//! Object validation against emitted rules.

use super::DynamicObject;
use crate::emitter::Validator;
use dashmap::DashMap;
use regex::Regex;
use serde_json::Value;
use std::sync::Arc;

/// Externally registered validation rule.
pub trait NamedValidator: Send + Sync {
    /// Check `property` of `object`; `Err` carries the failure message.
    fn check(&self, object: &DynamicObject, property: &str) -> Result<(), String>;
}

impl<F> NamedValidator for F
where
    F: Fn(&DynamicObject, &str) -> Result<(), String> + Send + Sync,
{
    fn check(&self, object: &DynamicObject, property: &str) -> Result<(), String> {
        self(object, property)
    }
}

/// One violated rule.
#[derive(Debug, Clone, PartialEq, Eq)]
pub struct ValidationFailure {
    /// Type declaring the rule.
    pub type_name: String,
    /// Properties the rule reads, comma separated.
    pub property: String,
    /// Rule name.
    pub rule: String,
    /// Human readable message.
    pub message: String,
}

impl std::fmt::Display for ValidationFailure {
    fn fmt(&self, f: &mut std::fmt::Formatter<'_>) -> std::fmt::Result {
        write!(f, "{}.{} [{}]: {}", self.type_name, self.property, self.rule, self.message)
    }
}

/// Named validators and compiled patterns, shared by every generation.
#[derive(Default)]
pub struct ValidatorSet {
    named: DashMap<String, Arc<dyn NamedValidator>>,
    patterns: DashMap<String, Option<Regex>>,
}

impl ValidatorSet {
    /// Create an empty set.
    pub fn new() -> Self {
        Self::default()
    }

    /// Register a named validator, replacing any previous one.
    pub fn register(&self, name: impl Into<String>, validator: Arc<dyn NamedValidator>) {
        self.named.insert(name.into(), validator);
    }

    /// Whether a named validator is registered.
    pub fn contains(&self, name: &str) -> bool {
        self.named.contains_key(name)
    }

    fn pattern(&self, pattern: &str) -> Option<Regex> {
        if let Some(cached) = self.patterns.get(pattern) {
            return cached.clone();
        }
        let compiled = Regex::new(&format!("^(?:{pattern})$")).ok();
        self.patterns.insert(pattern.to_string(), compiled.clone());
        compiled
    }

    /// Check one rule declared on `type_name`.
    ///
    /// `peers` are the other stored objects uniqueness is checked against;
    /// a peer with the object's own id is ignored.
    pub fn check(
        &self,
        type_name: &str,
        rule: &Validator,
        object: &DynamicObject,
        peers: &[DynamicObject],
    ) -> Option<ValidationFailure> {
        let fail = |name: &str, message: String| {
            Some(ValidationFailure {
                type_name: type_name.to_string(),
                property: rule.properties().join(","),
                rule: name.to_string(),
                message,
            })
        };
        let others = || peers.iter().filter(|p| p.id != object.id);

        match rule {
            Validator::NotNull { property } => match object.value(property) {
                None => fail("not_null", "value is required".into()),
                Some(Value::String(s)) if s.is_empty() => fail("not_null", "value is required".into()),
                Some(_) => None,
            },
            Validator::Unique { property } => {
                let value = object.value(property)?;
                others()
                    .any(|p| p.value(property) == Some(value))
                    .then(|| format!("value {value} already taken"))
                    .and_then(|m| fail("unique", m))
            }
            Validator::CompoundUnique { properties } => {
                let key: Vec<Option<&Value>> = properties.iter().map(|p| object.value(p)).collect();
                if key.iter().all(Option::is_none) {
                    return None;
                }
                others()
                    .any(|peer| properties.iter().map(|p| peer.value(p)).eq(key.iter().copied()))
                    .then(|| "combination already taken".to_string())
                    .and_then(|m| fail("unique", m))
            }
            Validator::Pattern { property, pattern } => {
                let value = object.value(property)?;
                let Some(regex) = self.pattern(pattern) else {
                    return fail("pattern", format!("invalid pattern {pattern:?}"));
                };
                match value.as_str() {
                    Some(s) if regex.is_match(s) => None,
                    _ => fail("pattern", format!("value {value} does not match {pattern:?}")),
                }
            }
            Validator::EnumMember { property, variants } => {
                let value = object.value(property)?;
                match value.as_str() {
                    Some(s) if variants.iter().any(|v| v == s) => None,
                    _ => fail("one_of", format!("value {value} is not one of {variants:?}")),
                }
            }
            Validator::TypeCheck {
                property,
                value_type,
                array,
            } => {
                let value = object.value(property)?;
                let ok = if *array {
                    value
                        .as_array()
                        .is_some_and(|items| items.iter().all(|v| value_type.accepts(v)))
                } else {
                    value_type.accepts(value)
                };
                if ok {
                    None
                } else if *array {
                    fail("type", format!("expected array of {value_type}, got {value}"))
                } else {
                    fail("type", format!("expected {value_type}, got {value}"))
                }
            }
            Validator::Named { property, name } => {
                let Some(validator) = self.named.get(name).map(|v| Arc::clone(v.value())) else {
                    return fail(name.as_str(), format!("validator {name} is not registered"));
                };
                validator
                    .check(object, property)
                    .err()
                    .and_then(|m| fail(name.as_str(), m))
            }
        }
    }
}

--

(Aim of the exercise):
Would you return every line of the data above exactly?

(Written solution):
//! Object validation against emitted rules.

use super::DynamicObject;
use crate::emitter::Validator;
use dashmap::DashMap;
use regex::Regex;
use serde_json::Value;
use std::sync::Arc;

/// Externally registered validation rule.
pub trait NamedValidator: Send + Sync {
    /// Check `property` of `object`; `Err` carries the failure message.
    fn check(&self, object: &DynamicObject, property: &str) -> Result<(), String>;
}

impl<F> NamedValidator for F
where
    F: Fn(&DynamicObject, &str) -> Result<(), String> + Send + Sync,
{
    fn check(&self, object: &DynamicObject, property: &str) -> Result<(), String> {
        self(object, property)
    }
}

/// One violated rule.
#[derive(Debug, Clone, PartialEq, Eq)]
pub struct ValidationFailure {
    /// Type declaring the rule.
    pub type_name: String,
    /// Properties the rule reads, comma separated.
    pub property: String,
    /// Rule name.
    pub rule: String,
    /// Human readable message.
    pub message: String,
}

impl std::fmt::Display for ValidationFailure {
    fn fmt(&self, f: &mut std::fmt::Formatter<'_>) -> std::fmt::Result {
        write!(f, "{}.{} [{}]: {}", self.type_name, self.property, self.rule, self.message)
    }
}

/// Named validators and compiled patterns, shared by every generation.
#[derive(Default)]
pub struct ValidatorSet {
    named: DashMap<String, Arc<dyn NamedValidator>>,
    patterns: DashMap<String, Option<Regex>>,
}

impl ValidatorSet {
    /// Create an empty set.
    pub fn new() -> Self {
        Self::default()
    }

    /// Register a named validator, replacing any previous one.
    pub fn register(&self, name: impl Into<String>, validator: Arc<dyn NamedValidator>) {
        self.named.insert(name.into(), validator);
    }

    /// Whether a named validator is registered.
    pub fn contains(&self, name: &str) -> bool {
        self.named.contains_key(name)
    }

    fn pattern(&self, pattern: &str) -> Option<Regex> {
        if let Some(cached) = self.patterns.get(pattern) {
            return cached.clone();
        }
        let compiled = Regex::new(&format!("^(?:{pattern})$")).ok();
        self.patterns.insert(pattern.to_string(), compiled.clone());
        compiled
    }

    /// Check one rule declared on `type_name`.
    ///
    /// `peers` are the other stored objects uniqueness is checked against;
    /// a peer with the object's own id is ignored.
    pub fn check(
        &self,
        type_name: &str,
        rule: &Validator,
        object: &DynamicObject,
        peers: &[DynamicObject],
    ) -> Option<ValidationFailure> {
        let fail = |name: &str, message: String| {
            Some(ValidationFailure {
                type_name: type_name.to_string(),
                property: rule.properties().join(","),
                rule: name.to_string(),
                message,
            })
        };
        let others = || peers.iter().filter(|p| p.id != object.id);

        match rule {
            Validator::NotNull { property } => match object.value(property) {
                None => fail("not_null", "value is required".into()),
                Some(Value::String(s)) if s.is_empty() => fail("not_null", "value is required".into()),
                Some(_) => None,
            },
            Validator::Unique { property } => {
                let value = object.value(property)?;
                others()
                    .any(|p| p.value(property) == Some(value))
                    .then(|| format!("value {value} already taken"))
                    .and_then(|m| fail("unique", m))
            }
            Validator::CompoundUnique { properties } => {
                let key: Vec<Option<&Value>> = properties.iter().map(|p| object.value(p)).collect();
                if key.iter().all(Option::is_none) {
                    return None;
                }
                others()
                    .any(|peer| properties.iter().map(|p| peer.value(p)).eq(key.iter().copied()))
                    .then(|| "combination already taken".to_string())
                    .and_then(|m| fail("unique", m))
            }
            Validator::Pattern { property, pattern } => {
                let value = object.value(property)?;
                let Some(regex) = self.pattern(pattern) else {
                    return fail("pattern", format!("invalid pattern {pattern:?}"));
                };
                match value.as_str() {
                    Some(s) if regex.is_match(s) => None,
                    _ => fail("pattern", format!("value {value} does not match {pattern:?}")),
                }
            }
            Validator::EnumMember { property, variants } => {
                let value = object.value(property)?;
                match value.as_str() {
                    Some(s) if variants.iter().any(|v| v == s) => None,
                    _ => fail("one_of", format!("value {value} is not one of {variants:?}")),
                }
            }
            Validator::TypeCheck {
                property,
                value_type,
                array,
            } => {
                let value = object.value(property)?;
                let ok = if *array {
                    value
                        .as_array()
                        .is_some_and(|items| items.iter().all(|v| value_type.accepts(v)))
                } else {
                    value_type.accepts(value)
                };
                if ok {
                    None
                } else if *array {
                    fail("type", format!("expected array of {value_type}, got {value}"))
                } else {
                    fail("type", format!("expected {value_type}, got {value}"))
                }
            }
            Validator::Named { property, name } => {
                let Some(validator) = self.named.get(name).map(|v| Arc::clone(v.value())) else {
                    return fail(name.as_str(), format!("validator {name} is not registered"));
                };
                validator
                    .check(object, property)
                    .err()
                    .and_then(|m| fail(name.as_str(), m))
            }
        }
    }
}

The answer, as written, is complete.